The Public Sector Purchase Programme (PSPP)
of the European Central Bank (ECB) primarily deals with the purchase of
government bonds in the Member States. The resulting increase in the money
supply is intended to promote consumer spending and investment and avert the
risk of deflation. Debt securities with a value of more than €2 trillion had
been acquired up until November 2019.
Federal Constitutional Court: ECB and CJEU acted ultra vires
On 5 May, the German Federal Constitutional
Court (BVerfG) upheld a series of constitutional complaints concerning the
programme and the ECB’s actions. In the resulting judgements, it was stated
that the ECB had overstretched its mandate and had failed to explain or examine
the proportionality of the measures. The complete exclusion of the effects of
the programme on economic policy was also methodologically untenable. This is
the first time that the Federal Constitutional Court has classified the actions
of an EU body as exceeding its competences (‘ultra vires’). The opposing
view of the European Court of Justice (ECJ) set out in its ruling of 11 December
2018 (Case C-493/17) does not merit a different conclusion. This ruling, with its conclusion of the ECB decisions
fulfilling the principle of proportionality, was simply not comprehensible so
that, to this extent, the judgment was rendered ultra vires’, the BVerfG
judges stated in their own ruling (2 BvR 859/15).

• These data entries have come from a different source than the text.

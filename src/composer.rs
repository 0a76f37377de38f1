//! Per-platform message composition
//!
//! Runs the rendering pipeline in its fixed order: person tags are resolved
//! to platform handles first, Unicode styling second, chunking last. Tag
//! resolution must precede styling so that underscores inside substituted
//! handles are never mistaken for italic markers.

use tracing::debug;

use crate::chunker::chunk_text;
use crate::mentions::resolve_person_tags;
use crate::styling::apply_styling;
use crate::types::{Chunk, PersonDirectory, PlatformKind};

/// Render `text` for one platform and split it to fit `limit`.
pub fn compose(
    text: &str,
    people: &PersonDirectory,
    platform: PlatformKind,
    limit: usize,
) -> Vec<Chunk> {
    let resolved = resolve_person_tags(text, people, platform);
    let styled = apply_styling(&resolved);
    let chunks = chunk_text(&styled, limit);

    debug!(
        platform = %platform,
        chunks = chunks.len(),
        chars = styled.chars().count(),
        "composed message"
    );
    chunks
}
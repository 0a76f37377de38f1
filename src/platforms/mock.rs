//! Mock platform implementation for testing
//!
//! A configurable platform that records every publish call and can be told
//! to fail outright or at the nth chunk. Used by integration tests to
//! verify thread and dispatch logic without credentials or network access.

use std::sync::{Arc, Mutex};
use std::time::Duration;

use async_trait::async_trait;

use crate::error::{PlatformError, Result};
use crate::platforms::Platform;
use crate::types::{ImageAttachment, PlatformKind, PostRef, ReplyRefs};

/// One recorded, successful publish call.
#[derive(Debug, Clone)]
pub struct PublishedChunk {
    pub text: String,
    pub reply: Option<ReplyRefs>,
    pub attachment_count: usize,
}

/// Configuration for mock platform behavior
#[derive(Debug, Clone)]
pub struct MockConfig {
    /// Which platform the mock claims to be
    pub kind: PlatformKind,

    /// Character limit for validation and chunk sizing
    pub character_limit: usize,

    /// Pause the publisher should insert between chunks
    pub inter_chunk_delay: Duration,

    /// Whether the publisher should treat this platform as rate limited
    pub rate_limit_sensitive: bool,

    /// Whether publishing succeeds at all
    pub post_succeeds: bool,

    /// Fail exactly the nth publish call (1-based)
    pub fail_at_call: Option<usize>,

    /// Error message returned on failure
    pub post_error: Option<String>,

    /// Emit (uri, cid) refs instead of plain ids
    pub uri_cid_refs: bool,

    /// Number of times publish_chunk has been called
    pub publish_call_count: Arc<Mutex<usize>>,

    /// Successful publishes (for verification)
    pub published: Arc<Mutex<Vec<PublishedChunk>>>,
}

impl Default for MockConfig {
    fn default() -> Self {
        Self {
            kind: PlatformKind::Bluesky,
            character_limit: 280,
            inter_chunk_delay: Duration::from_millis(0),
            rate_limit_sensitive: false,
            post_succeeds: true,
            fail_at_call: None,
            post_error: None,
            uri_cid_refs: false,
            publish_call_count: Arc::new(Mutex::new(0)),
            published: Arc::new(Mutex::new(Vec::new())),
        }
    }
}

/// Mock platform for testing
#[derive(Debug)]
pub struct MockPlatform {
    config: MockConfig,
}

impl MockPlatform {
    /// Create a new mock platform with the given configuration
    pub fn new(config: MockConfig) -> Self {
        Self { config }
    }

    /// Create a mock platform that always succeeds
    pub fn success(kind: PlatformKind) -> Self {
        Self::new(MockConfig {
            kind,
            ..Default::default()
        })
    }

    /// Create a mock platform that fails every publish
    pub fn post_failure(kind: PlatformKind, error: &str) -> Self {
        Self::new(MockConfig {
            kind,
            post_succeeds: false,
            post_error: Some(error.to_string()),
            ..Default::default()
        })
    }

    /// Create a mock platform that fails exactly the nth publish (1-based)
    pub fn failing_at(kind: PlatformKind, call: usize, error: &str) -> Self {
        Self::new(MockConfig {
            kind,
            fail_at_call: Some(call),
            post_error: Some(error.to_string()),
            ..Default::default()
        })
    }

    /// Create a mock platform with a character limit
    pub fn with_limit(kind: PlatformKind, limit: usize) -> Self {
        Self::new(MockConfig {
            kind,
            character_limit: limit,
            ..Default::default()
        })
    }

    /// Create a mock platform that hands out (uri, cid) refs
    pub fn with_uri_cid_refs(kind: PlatformKind) -> Self {
        Self::new(MockConfig {
            kind,
            uri_cid_refs: true,
            ..Default::default()
        })
    }

    /// Get the number of times publish_chunk was called
    pub fn publish_call_count(&self) -> usize {
        *self.config.publish_call_count.lock().unwrap()
    }

    /// Get every successful publish, in order
    pub fn published(&self) -> Vec<PublishedChunk> {
        self.config.published.lock().unwrap().clone()
    }

    /// Get the text of every successful publish, in order
    pub fn published_texts(&self) -> Vec<String> {
        self.published().into_iter().map(|p| p.text).collect()
    }

    fn next_ref(&self, sequence: usize) -> PostRef {
        if self.config.uri_cid_refs {
            PostRef::UriCid {
                uri: format!(
                    "at://did:plc:mock/app.bsky.feed.post/{}-{}",
                    self.config.kind, sequence
                ),
                cid: format!("cid-{}", sequence),
            }
        } else {
            PostRef::Generic {
                id: format!("{}-mock-{}", self.config.kind, sequence),
            }
        }
    }
}

#[async_trait]
impl Platform for MockPlatform {
    fn kind(&self) -> PlatformKind {
        self.config.kind
    }

    fn character_limit(&self) -> usize {
        self.config.character_limit
    }

    fn inter_chunk_delay(&self) -> Duration {
        self.config.inter_chunk_delay
    }

    fn rate_limit_sensitive(&self) -> bool {
        self.config.rate_limit_sensitive
    }

    fn validate_content(&self, text: &str) -> Result<()> {
        if text.is_empty() {
            return Err(PlatformError::Validation("Content cannot be empty".to_string()).into());
        }

        let chars = text.chars().count();
        if chars > self.config.character_limit {
            return Err(PlatformError::Validation(format!(
                "Content exceeds {} character limit (got {} characters)",
                self.config.character_limit, chars
            ))
            .into());
        }

        Ok(())
    }

    async fn publish_chunk(
        &self,
        text: &str,
        reply: Option<&ReplyRefs>,
        attachments: &[ImageAttachment],
    ) -> Result<PostRef> {
        let sequence = {
            let mut count = self.config.publish_call_count.lock().unwrap();
            *count += 1;
            *count
        };

        let failing = self.config.fail_at_call == Some(sequence) || !self.config.post_succeeds;
        if failing {
            let error_msg = self
                .config
                .post_error
                .clone()
                .unwrap_or_else(|| "Mock posting failed".to_string());
            return Err(PlatformError::Posting(error_msg).into());
        }

        self.config.published.lock().unwrap().push(PublishedChunk {
            text: text.to_string(),
            reply: reply.cloned(),
            attachment_count: attachments.len(),
        });

        Ok(self.next_ref(sequence))
    }

    fn post_url(&self, post: &PostRef) -> Option<String> {
        match post {
            PostRef::Generic { id } => Some(format!("https://mock.example/{}", id)),
            PostRef::UriCid { uri, .. } => Some(format!("https://mock.example/{}", uri)),
        }
    }
}
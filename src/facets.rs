//! Rich-text facet extraction
//!
//! Scans chunk text for mentions, links, and hashtags and produces facets
//! with byte-accurate UTF-8 ranges, the shape Bluesky's richtext schema
//! expects. Handle mentions are resolved to DIDs through a [`HandleResolver`];
//! a handle that fails to resolve is logged and skipped rather than failing
//! the whole post.

use std::sync::LazyLock;

use async_trait::async_trait;
use regex::Regex;
use serde::{Deserialize, Serialize};
use tracing::{debug, warn};

use crate::error::Result;

static MENTION_RE: LazyLock<Regex> =
    LazyLock::new(|| Regex::new(r"@[A-Za-z0-9._-]+").expect("valid mention pattern"));

static LINK_RE: LazyLock<Regex> =
    LazyLock::new(|| Regex::new(r"https?://[^\s]+").expect("valid link pattern"));

static TAG_RE: LazyLock<Regex> =
    LazyLock::new(|| Regex::new(r"#\w+").expect("valid hashtag pattern"));

/// Punctuation that ends a sentence rather than a handle or URL.
const TRAILING_MENTION_PUNCT: &[char] = &['.', ',', '!', '?', ';', ':'];
const TRAILING_LINK_PUNCT: &[char] = &['.', ',', ';', ':', '!', '?', ')', ']', '}', '\'', '"'];

// ============================================================================
// Wire types
// ============================================================================

/// Half-open byte range into the chunk's UTF-8 text.
#[derive(Debug, Clone, PartialEq, Eq, Serialize, Deserialize)]
#[serde(rename_all = "camelCase")]
pub struct ByteRange {
    pub byte_start: usize,
    pub byte_end: usize,
}

/// A single annotated span.
#[derive(Debug, Clone, PartialEq, Eq, Serialize, Deserialize)]
pub struct Facet {
    pub index: ByteRange,
    pub features: Vec<FacetFeature>,
}

#[derive(Debug, Clone, PartialEq, Eq, Serialize, Deserialize)]
#[serde(tag = "$type")]
pub enum FacetFeature {
    #[serde(rename = "app.bsky.richtext.facet#mention")]
    Mention { did: String },
    #[serde(rename = "app.bsky.richtext.facet#link")]
    Link { uri: String },
    #[serde(rename = "app.bsky.richtext.facet#tag")]
    Tag { tag: String },
}

impl Facet {
    pub fn mention(byte_start: usize, byte_end: usize, did: String) -> Self {
        Facet {
            index: ByteRange {
                byte_start,
                byte_end,
            },
            features: vec![FacetFeature::Mention { did }],
        }
    }

    pub fn link(byte_start: usize, byte_end: usize, uri: String) -> Self {
        Facet {
            index: ByteRange {
                byte_start,
                byte_end,
            },
            features: vec![FacetFeature::Link { uri }],
        }
    }

    pub fn tag(byte_start: usize, byte_end: usize, tag: String) -> Self {
        Facet {
            index: ByteRange {
                byte_start,
                byte_end,
            },
            features: vec![FacetFeature::Tag { tag }],
        }
    }
}

// ============================================================================
// Handle resolution
// ============================================================================

/// Resolves a dotted handle like `alice.bsky.social` to its DID.
#[async_trait]
pub trait HandleResolver: Send + Sync {
    async fn resolve_handle(&self, handle: &str) -> Result<String>;
}

// ============================================================================
// Extraction
// ============================================================================

/// Extract mention, link, and hashtag facets from `text`.
///
/// Byte ranges index into `text` exactly as sent to the server. Spans are
/// appended in category order without deduplication; a span annotated as
/// both link and hashtag yields both facets.
pub async fn extract_facets(text: &str, resolver: &dyn HandleResolver) -> Vec<Facet> {
    let mut facets = Vec::new();

    for m in MENTION_RE.find_iter(text) {
        // Reject infixes like the domain half of an email address.
        if !at_token_start(text, m.start()) {
            continue;
        }

        let trimmed = m.as_str().trim_end_matches(TRAILING_MENTION_PUNCT);
        let handle = &trimmed[1..];
        if handle.is_empty() {
            continue;
        }

        // Only dotted handles are real: bare names cannot resolve.
        if !handle.contains('.') {
            debug!(handle = %handle, "skipping bare mention");
            continue;
        }

        let byte_end = m.start() + trimmed.len();
        match resolver.resolve_handle(handle).await {
            Ok(did) => facets.push(Facet::mention(m.start(), byte_end, did)),
            Err(e) => {
                warn!(handle = %handle, error = %e, "failed to resolve handle, posting without mention facet");
            }
        }
    }

    for m in LINK_RE.find_iter(text) {
        let trimmed = m.as_str().trim_end_matches(TRAILING_LINK_PUNCT);
        if trimmed.is_empty() {
            continue;
        }
        let byte_end = m.start() + trimmed.len();
        facets.push(Facet::link(m.start(), byte_end, trimmed.to_string()));
    }

    for m in TAG_RE.find_iter(text) {
        // A tag followed by a dot is a fragment of something else, e.g. a URL.
        if text[m.end()..].starts_with('.') {
            continue;
        }
        let tag = m.as_str()[1..].to_string();
        facets.push(Facet::tag(m.start(), m.end(), tag));
    }

    facets
}

/// True when the byte at `start` begins a token: start of text or preceded
/// by whitespace.
fn at_token_start(text: &str, start: usize) -> bool {
    match text[..start].chars().next_back() {
        None => true,
        Some(c) => c.is_whitespace(),
    }
}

European integration is a sensitive area
Issues related to the legal consequences of ultra vires acts are one of the key concerns of European integration.
If, on the one hand, national courts decide on the validity of Union legal
acts, the primacy of European law is in danger of being rendered meaningless.
If, on the other hand, the Member States were to completely abandon ultra
vires monitoring of the actions of the European institutions and bodies, this
could result in arbitrary Treaty amendments or an extension of the Union’s
competences. Finally, the principle of conferral means that the European
institutions may only act within the scope of the powers conferred on them by
the Member States.
In this case, the BVerfG judges were of the
opinion that the ECB was negligent. This can be rectified quite simply by the
ECB performing a review of proportionality. However, until this is done the
Bundesbank is prohibited from implementing PSPP decisions. Furthermore, the ECJ
should have been more diligent in its scrutinising.
The ruling by Germany’s highest court is a
political issue because it concerns the Union’s very identity and the delicate balance
between the sovereignty of the Member States and the Union, between a ‘confederation
of governments and a ‘federal government’. The reaction from Brussels has been
accordingly hard-hitting. The Commission is currently looking at initiating
infringement proceedings against Germany.
In the middle of the corona crisis …
The timing of the judgment also seems
unfavourable at first glance. Some people believe that the BVerfG should have
intervened sooner, even as early as the financial crisis. On the other hand, it
did not come as a complete surprise. In the ‘Solange’ rulings of 1974 and 1986,
the German court ruled that is has final say over conflicts between EU law and
the fundamental rights guaranteed in Germany’s Basic Law. This was confirmed by
the 1993 Maastricht ruling, which the current ruling was ultimately based on.
At this point, the European institutions could have started to act as they
perhaps do today. However, in those days there was one crucial difference from now
– the Monetary Union and the euro were not yet ‘cut and dried’.